Output, please, exactly those lines of the listing that come before the line with "branch widths must", along with that line itself.

'''

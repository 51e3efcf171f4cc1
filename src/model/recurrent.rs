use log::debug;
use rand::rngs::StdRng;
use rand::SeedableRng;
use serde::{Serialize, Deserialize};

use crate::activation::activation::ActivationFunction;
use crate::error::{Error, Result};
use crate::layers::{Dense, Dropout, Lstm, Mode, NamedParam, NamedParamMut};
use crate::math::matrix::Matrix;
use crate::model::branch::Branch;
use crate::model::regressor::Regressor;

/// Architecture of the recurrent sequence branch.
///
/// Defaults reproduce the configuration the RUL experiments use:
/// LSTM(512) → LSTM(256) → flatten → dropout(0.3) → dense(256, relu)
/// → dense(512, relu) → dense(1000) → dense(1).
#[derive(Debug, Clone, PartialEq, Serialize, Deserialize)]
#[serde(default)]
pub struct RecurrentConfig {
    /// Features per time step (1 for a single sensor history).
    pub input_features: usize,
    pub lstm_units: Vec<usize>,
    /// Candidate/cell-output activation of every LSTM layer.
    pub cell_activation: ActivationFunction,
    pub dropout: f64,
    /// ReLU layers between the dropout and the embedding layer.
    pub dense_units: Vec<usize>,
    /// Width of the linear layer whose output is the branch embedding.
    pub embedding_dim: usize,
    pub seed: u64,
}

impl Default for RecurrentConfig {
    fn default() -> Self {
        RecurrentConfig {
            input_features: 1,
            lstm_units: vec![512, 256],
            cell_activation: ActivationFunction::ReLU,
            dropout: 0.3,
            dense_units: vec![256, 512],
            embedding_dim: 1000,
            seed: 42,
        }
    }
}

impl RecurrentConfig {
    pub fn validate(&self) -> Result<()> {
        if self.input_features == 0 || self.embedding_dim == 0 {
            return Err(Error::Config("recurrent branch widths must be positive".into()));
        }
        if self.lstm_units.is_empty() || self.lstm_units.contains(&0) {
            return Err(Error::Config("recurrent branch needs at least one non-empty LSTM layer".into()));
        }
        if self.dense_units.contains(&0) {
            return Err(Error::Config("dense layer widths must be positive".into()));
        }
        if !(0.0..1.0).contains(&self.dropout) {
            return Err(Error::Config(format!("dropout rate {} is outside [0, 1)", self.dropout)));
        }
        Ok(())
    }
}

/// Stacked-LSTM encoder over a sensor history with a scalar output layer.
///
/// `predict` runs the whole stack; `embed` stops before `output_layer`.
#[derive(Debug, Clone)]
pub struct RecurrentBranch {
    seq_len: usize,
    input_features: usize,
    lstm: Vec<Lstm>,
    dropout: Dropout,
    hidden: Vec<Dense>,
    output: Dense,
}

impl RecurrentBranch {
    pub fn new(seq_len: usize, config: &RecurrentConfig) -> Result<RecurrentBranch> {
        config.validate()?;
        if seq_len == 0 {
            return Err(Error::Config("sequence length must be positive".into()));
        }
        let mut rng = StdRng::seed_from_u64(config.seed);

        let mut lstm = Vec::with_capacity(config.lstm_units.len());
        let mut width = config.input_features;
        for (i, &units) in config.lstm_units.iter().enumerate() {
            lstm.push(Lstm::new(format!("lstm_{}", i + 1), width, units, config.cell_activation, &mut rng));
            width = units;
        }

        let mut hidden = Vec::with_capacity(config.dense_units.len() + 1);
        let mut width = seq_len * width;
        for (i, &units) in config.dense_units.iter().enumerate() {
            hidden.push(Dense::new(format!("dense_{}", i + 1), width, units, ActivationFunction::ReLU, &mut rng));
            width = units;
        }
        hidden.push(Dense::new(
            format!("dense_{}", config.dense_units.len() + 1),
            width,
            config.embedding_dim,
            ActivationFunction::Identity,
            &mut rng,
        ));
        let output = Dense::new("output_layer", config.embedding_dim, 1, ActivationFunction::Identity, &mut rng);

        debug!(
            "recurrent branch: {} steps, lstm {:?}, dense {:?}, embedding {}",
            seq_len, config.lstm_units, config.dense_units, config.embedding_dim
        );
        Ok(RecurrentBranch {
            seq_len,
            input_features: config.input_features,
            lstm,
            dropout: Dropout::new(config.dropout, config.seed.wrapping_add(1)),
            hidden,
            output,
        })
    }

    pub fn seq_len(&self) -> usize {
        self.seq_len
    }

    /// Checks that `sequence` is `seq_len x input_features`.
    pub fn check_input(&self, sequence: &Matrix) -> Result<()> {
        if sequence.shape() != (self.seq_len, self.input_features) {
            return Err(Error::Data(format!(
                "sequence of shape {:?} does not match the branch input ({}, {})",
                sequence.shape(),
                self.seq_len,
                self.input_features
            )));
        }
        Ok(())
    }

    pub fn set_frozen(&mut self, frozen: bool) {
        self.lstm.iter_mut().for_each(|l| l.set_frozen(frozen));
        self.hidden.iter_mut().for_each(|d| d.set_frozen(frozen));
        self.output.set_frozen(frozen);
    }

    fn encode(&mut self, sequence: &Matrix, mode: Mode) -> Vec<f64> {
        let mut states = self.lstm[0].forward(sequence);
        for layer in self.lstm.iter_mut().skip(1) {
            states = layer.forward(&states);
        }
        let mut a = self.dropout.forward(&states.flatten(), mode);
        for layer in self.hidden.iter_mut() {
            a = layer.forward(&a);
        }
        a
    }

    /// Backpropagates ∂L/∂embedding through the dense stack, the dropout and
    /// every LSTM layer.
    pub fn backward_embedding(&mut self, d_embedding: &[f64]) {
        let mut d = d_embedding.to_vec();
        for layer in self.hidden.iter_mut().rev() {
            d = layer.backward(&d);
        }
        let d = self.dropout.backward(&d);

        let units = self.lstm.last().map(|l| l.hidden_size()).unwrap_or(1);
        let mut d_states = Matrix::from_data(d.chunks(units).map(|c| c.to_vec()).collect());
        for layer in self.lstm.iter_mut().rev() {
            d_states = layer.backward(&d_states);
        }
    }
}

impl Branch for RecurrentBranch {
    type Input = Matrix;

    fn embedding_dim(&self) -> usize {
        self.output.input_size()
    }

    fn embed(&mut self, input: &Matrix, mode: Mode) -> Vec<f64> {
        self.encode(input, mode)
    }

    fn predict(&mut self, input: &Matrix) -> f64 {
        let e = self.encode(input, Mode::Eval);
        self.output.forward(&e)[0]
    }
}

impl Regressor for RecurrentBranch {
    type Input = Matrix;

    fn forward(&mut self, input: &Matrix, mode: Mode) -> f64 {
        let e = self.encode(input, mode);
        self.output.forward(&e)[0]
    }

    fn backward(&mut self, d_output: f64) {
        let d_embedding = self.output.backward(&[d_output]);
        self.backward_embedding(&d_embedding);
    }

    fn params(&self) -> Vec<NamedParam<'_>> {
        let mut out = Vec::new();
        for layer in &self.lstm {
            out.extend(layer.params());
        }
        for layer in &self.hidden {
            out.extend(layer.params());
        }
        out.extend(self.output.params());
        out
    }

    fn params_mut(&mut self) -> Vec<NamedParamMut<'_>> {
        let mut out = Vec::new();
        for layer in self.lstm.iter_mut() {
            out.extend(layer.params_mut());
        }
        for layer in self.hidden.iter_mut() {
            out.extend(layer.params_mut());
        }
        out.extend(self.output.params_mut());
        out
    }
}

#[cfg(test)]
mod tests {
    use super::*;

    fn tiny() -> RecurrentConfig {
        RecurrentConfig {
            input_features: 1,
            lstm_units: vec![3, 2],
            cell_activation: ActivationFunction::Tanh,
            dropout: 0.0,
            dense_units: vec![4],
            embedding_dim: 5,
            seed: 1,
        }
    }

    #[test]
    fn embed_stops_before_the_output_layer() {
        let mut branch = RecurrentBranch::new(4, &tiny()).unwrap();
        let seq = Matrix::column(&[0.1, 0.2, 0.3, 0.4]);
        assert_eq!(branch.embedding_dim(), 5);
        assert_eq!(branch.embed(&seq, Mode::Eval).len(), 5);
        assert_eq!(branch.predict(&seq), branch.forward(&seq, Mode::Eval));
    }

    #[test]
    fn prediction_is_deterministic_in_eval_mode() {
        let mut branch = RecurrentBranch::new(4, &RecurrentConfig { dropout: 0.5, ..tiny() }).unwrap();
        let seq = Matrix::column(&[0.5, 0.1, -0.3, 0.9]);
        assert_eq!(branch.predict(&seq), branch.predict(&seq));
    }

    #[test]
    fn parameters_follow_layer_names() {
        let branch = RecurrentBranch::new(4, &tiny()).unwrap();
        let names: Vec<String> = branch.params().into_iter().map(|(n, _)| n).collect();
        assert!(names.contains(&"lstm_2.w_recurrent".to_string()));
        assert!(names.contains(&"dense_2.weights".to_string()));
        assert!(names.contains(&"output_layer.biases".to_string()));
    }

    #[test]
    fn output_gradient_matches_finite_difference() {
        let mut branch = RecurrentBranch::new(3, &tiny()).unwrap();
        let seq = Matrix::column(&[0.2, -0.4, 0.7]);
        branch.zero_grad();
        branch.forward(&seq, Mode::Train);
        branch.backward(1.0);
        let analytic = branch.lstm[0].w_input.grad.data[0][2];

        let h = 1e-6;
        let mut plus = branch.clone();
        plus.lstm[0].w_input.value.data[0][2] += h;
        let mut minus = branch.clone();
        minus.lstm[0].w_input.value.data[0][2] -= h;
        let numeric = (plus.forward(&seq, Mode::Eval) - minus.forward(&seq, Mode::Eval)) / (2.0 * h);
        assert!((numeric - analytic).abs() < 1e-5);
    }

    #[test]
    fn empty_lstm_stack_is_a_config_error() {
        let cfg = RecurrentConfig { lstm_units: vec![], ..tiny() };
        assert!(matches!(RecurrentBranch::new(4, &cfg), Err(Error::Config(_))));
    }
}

'''

Answer space:
repository 51e3efcf171f4cc1
filename src/model/recurrent.rs
use log::debug;
use rand::rngs::StdRng;
use rand::SeedableRng;
use serde::{Serialize, Deserialize};

use crate::activation::activation::ActivationFunction;
use crate::error::{Error, Result};
use crate::layers::{Dense, Dropout, Lstm, Mode, NamedParam, NamedParamMut};
use crate::math::matrix::Matrix;
use crate::model::branch::Branch;
use crate::model::regressor::Regressor;

/// Architecture of the recurrent sequence branch.
///
/// Defaults reproduce the configuration the RUL experiments use:
/// LSTM(512) → LSTM(256) → flatten → dropout(0.3) → dense(256, relu)
/// → dense(512, relu) → dense(1000) → dense(1).
#[derive(Debug, Clone, PartialEq, Serialize, Deserialize)]
#[serde(default)]
pub struct RecurrentConfig {
    /// Features per time step (1 for a single sensor history).
    pub input_features: usize,
    pub lstm_units: Vec<usize>,
    /// Candidate/cell-output activation of every LSTM layer.
    pub cell_activation: ActivationFunction,
    pub dropout: f64,
    /// ReLU layers between the dropout and the embedding layer.
    pub dense_units: Vec<usize>,
    /// Width of the linear layer whose output is the branch embedding.
    pub embedding_dim: usize,
    pub seed: u64,
}

impl Default for RecurrentConfig {
    fn default() -> Self {
        RecurrentConfig {
            input_features: 1,
            lstm_units: vec![512, 256],
            cell_activation: ActivationFunction::ReLU,
            dropout: 0.3,
            dense_units: vec![256, 512],
            embedding_dim: 1000,
            seed: 42,
        }
    }
}

impl RecurrentConfig {
    pub fn validate(&self) -> Result<()> {
        if self.input_features == 0 || self.embedding_dim == 0 {
            return Err(Error::Config("recurrent branch widths must be positive".into()));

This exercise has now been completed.